Endometriosis Society of India is a voluntary non-profit organisation that works to create awareness about endometriosis, training caregivers and service providers for better management of the condition and promoting research about endometriosis. Endometriosis is a benign yet progressive disease where the tissue that normally grows within the uterus grows outside of it – like on the ovaries, fallopian tubes or the external uterus. Its main symptoms are pelvic pain and infertility.

Origin 
The Endometriosis Society of India (ESI) was founded in 2003 by Dr. B. N. Chakravarty and Mr. Pramathes Das Mahapatra with five other colleagues in Kolkata, India.

Das Mahapatra in an article in Hindustan Times says, “While conditions like polycystic ovarian disorder (PCOD) are widely discussed, endometriosis is still not talked about. Most women don’t realize that they aren’t suffering alone.” In an effort to remedy the same, ESI has partnered with 350 doctors all over the country and organises conferences to discuss latest treatments possible in the field and create awareness in India where painful periods are generally considered normal.

Activities 
The Endometriosis Society of India conducts scientific seminars and undertakes research surveys.
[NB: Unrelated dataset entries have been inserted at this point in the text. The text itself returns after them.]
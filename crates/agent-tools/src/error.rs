//! Error types for tool operations.

use std::time::Duration;

use ari_client::GatewayError;
use thiserror::Error;

/// Errors that can occur during tool execution.
#[derive(Debug, Error)]
pub enum ToolError {
    /// Tool not found in registry.
    #[error("Tool not found: {0}")]
    NotFound(String),

    /// Missing required parameter.
    #[error("Missing required parameter: {0}")]
    MissingParameter(String),

    /// Invalid parameter value.
    #[error("Invalid parameter '{name}': {reason}")]
    InvalidParameter { name: String, reason: String },

    /// The tool needs an active call but none was supplied.
    #[error("Tool '{0}' requires an active call")]
    MissingCallContext(String),

    /// Call-control request failed.
    #[error("Gateway error: {0}")]
    Gateway(#[from] GatewayError),

    /// The tool did not finish within its execution budget.
    #[error("Tool '{tool}' timed out after {after:?}")]
    TimedOut { tool: String, after: Duration },

    /// General execution error.
    #[error("Execution failed: {0}")]
    ExecutionFailed(String),
}
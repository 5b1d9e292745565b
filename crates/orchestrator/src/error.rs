//! Error types for transfer orchestration.

use agent_tools::ToolOutput;
use ari_client::GatewayError;
use call_core::SessionError;
use thiserror::Error;

/// Errors that end a transfer request.
///
/// The display text is the message returned to the conversation layer.
#[derive(Debug, Error)]
pub enum TransferError {
    /// The feature or the requested destination does not permit a transfer.
    #[error("{0}")]
    Configuration(String),

    /// No dial endpoint could be derived for the destination.
    #[error("Unable to resolve dial endpoint for {0}")]
    Resolution(String),

    /// The agent leg could not be placed.
    #[error("Unable to place the transfer call to {description}.")]
    Gateway {
        description: String,
        #[source]
        source: GatewayError,
    },

    /// The call session is missing, busy, or could not be updated.
    #[error("{0}")]
    Session(String),
}

impl TransferError {
    /// Render as a `failed` tool output.
    pub fn into_output(self) -> ToolOutput {
        ToolOutput::failure(self.to_string())
    }
}

impl From<SessionError> for TransferError {
    fn from(err: SessionError) -> Self {
        match err {
            SessionError::NotFound(call_id) => {
                TransferError::Session(format!("No active call session for {}", call_id))
            }
            other => TransferError::Session(other.to_string()),
        }
    }
}

/// Errors from the optional DTMF router and timeout scheduler.
#[derive(Debug, Error)]
pub enum TriggerError {
    /// The agent channel is already routed to another call.
    #[error("channel {channel_id} is already registered to call {call_id}")]
    AlreadyRegistered { channel_id: String, call_id: String },

    /// The trigger cannot deliver events anymore.
    #[error("trigger unavailable: {0}")]
    Unavailable(String),
}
According to one of their surveys in 2006, the number of people suffering from endometriosis in India is 25 million.

In 2008, Endometriosis Society of India in collaboration with Department of Physiology, Indian Institute of Chemical Biology, Kolkata published a paper on 'Role of melatonin in regulating matrix metalloproteinase-9 via tissue inhibitors of metalloproteinase -1 during protection against endometriosis.' These papers added to the developing database of knowledge on endometriosis. Another paper from the same collaboration was published on 'Melatonin protects against endometriosis' in 2010.